ABC News has asked a federal court to throw out claims that it defamed Beef Products Inc. through a series of news reports about the processor’s lean finely textured beef products – dubbed “pink slime” by critics.

Reuters reports that in court papers, lawyers for the U.S. network said a September lawsuit by BPI seeks to inhibit free speech. They said the lawsuit poses a challenge to the right of a news organization "to explore matters of obvious public interest -- what is in the food we eat and how that food is labeled."

BPI is seeking $400 million in compensatory damages for lost profit it says was caused by the network’s reports. The damages potentially could be tripled under a South Dakota law on disparagement of agricultural products. The company also is seeking punitive damages.

After a consumer outcry over the fact that LFTB was in ground beef sold to the Federal School Lunch Program, ABC ran numerous reports on the product, calling out retailers that carried the product and referring repeatedly to the product as pink slime, a term coined by a former USDA microbiologist (who is also named in the lawsuit).

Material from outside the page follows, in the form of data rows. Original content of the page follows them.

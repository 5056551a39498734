//! Active/disabled token registries.
//!
//! Both registries are rebuilt on every call from an environment string and a
//! persisted list; nothing is cached here beyond what the config store does.
use std::{collections::HashSet, sync::Arc};

use crate::services::{
    cache::CacheResult,
    hooks::{self, Hooks, RequestMeta},
    tokens::config_store::ConfigStore,
};

pub const ACTIVE_TOKENS_ENV: &str = "AGENTGATE_ACTIVE_TOKENS";
pub const DISABLED_TOKENS_ENV: &str = "AGENTGATE_DISABLED_TOKENS";
pub const ACTIVE_TOKENS_KEY: &str = "tokens:active";
pub const DISABLED_TOKENS_KEY: &str = "tokens:disabled";

pub trait EnvSource: Send + Sync {
    fn get_string(&self, name: &str) -> Option<String>;
}

/// Reads the live process environment on every lookup.
#[derive(Debug, Clone, Copy, Default)]
pub struct ProcessEnv;

impl EnvSource for ProcessEnv {
    fn get_string(&self, name: &str) -> Option<String> {
        std::env::var(name).ok()
    }
}

#[cfg(test)]
#[derive(Debug, Clone, Default)]
pub struct StaticEnv(pub std::collections::HashMap<String, String>);

#[cfg(test)]
impl StaticEnv {
    pub fn with(mut self, name: &str, value: &str) -> Self {
        self.0.insert(name.to_string(), value.to_string());
        self
    }
}

#[cfg(test)]
impl EnvSource for StaticEnv {
    fn get_string(&self, name: &str) -> Option<String> {
        self.0.get(name).cloned()
    }
}

/// Merge a delimiter-separated string (whitespace and/or commas) with a list.
pub fn collect_tokens(raw: Option<&str>, list: Option<Vec<String>>) -> HashSet<String> {
    let from_raw = raw
        .into_iter()
        .flat_map(|s| s.split(|c: char| c == ',' || c.is_whitespace()))
        .map(str::to_string);

    from_raw
        .chain(list.into_iter().flatten())
        .map(|t| t.trim().to_string())
        .filter(|t| !t.is_empty())
        .collect()
}

#[derive(Clone)]
pub struct TokenSource {
    env: Arc<dyn EnvSource>,
    config: Arc<dyn ConfigStore>,
    hooks: Hooks,
}

impl TokenSource {
    pub fn new(env: Arc<dyn EnvSource>, config: Arc<dyn ConfigStore>, hooks: Hooks) -> Self {
        Self { env, config, hooks }
    }

    pub async fn active_tokens(&self, meta: &RequestMeta) -> CacheResult<HashSet<String>> {
        let tokens = self.load(ACTIVE_TOKENS_ENV, ACTIVE_TOKENS_KEY).await?;
        Ok(hooks::apply(self.hooks.active_tokens.as_ref(), tokens, meta))
    }

    pub async fn disabled_tokens(&self, meta: &RequestMeta) -> CacheResult<HashSet<String>> {
        let tokens = self.load(DISABLED_TOKENS_ENV, DISABLED_TOKENS_KEY).await?;
        Ok(hooks::apply(self.hooks.disabled_tokens.as_ref(), tokens, meta))
    }

    async fn load(&self, env_name: &str, key: &str) -> CacheResult<HashSet<String>> {
        let raw = self.env.get_string(env_name);
        let list = self.config.get_list(key).await?;
        Ok(collect_tokens(raw.as_deref(), list))
    }
}

#[cfg(test)]
mod tests {
    use super::*;
    use crate::services::{
        cache::MemoryCache, clock::ManualClock, tokens::config_store::CacheConfigStore,
    };
    use axum::http::Method;

    fn meta() -> RequestMeta {
        RequestMeta::new(Method::GET, "/ai/v1/schema")
    }

    fn set(items: &[&str]) -> HashSet<String> {
        items.iter().map(|s| s.to_string()).collect()
    }

    async fn config_with(active: &[&str]) -> Arc<CacheConfigStore<MemoryCache>> {
        let cache = Arc::new(MemoryCache::new(Arc::new(ManualClock::new(0))));
        let store = CacheConfigStore::new(cache, "test");
        let list: Vec<String> = active.iter().map(|s| s.to_string()).collect();
        store.replace_list(ACTIVE_TOKENS_KEY, &list).await;
        Arc::new(store)
    }

    #[test]
    fn collect_splits_on_whitespace_and_commas() {
        let tokens = collect_tokens(Some(" a, b\n c,,d\t"), None);
        assert_eq!(tokens, set(&["a", "b", "c", "d"]));
    }

    #[test]
    fn collect_merges_and_dedups() {
        let tokens = collect_tokens(
            Some("a,b"),
            Some(vec!["b".into(), " c ".into(), "".into()]),
        );
        assert_eq!(tokens, set(&["a", "b", "c"]));
    }

    #[test]
    fn collect_handles_absent_sources() {
        assert!(collect_tokens(None, None).is_empty());
        assert!(collect_tokens(Some(" , "), Some(vec![])).is_empty());
    }

    #[tokio::test]
    async fn active_tokens_merge_env_and_config() {
        let env = StaticEnv::default().with(ACTIVE_TOKENS_ENV, "env-1 env-2");
        let source = TokenSource::new(
            Arc::new(env),
            config_with(&["cfg-1", "env-1"]).await,
            Hooks::default(),
        );

        let active = source.active_tokens(&meta()).await.unwrap();
        assert_eq!(active, set(&["env-1", "env-2", "cfg-1"]));
        assert!(source.disabled_tokens(&meta()).await.unwrap().is_empty());
    }

    #[tokio::test]
    async fn filters_can_add_and_remove_tokens() {
        let env = StaticEnv::default()
            .with(ACTIVE_TOKENS_ENV, "keep drop")
            .with(DISABLED_TOKENS_ENV, "old");
        let hooks = Hooks::default()
            .with_active_tokens(|mut tokens, meta| {
                tokens.remove("drop");
                tokens.insert(format!("added-for-{}", meta.method));
                tokens
            })
            .with_disabled_tokens(|_, _| HashSet::new());
        let source = TokenSource::new(Arc::new(env), config_with(&[]).await, hooks);

        assert_eq!(
            source.active_tokens(&meta()).await.unwrap(),
            set(&["keep", "added-for-GET"])
        );
        assert!(source.disabled_tokens(&meta()).await.unwrap().is_empty());
    }
}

ABC defended its use of that term in its reports.

"Pink slime is exactly the sort of 'loose, figurative, or hyperbolic language' that courts recognize demands protection under the First Amendment," the network's lawyers, from law firm Williams & Connolly, wrote in the court filing.

ABC, a unit of Walt Disney Co, filed its motion to dismiss in federal court in South Dakota.

A lawyer for BPI, Erik Connolly of the law firm Winston & Strawn, said the plaintiffs would oppose the dismissal motion.

"We believe the complaint sets forth valid claims," he said in an email.

The case is Beef Products Inc et al v. American Broadcasting Cos et al, U.S. District Court, District of South Dakota, No. 12-4183.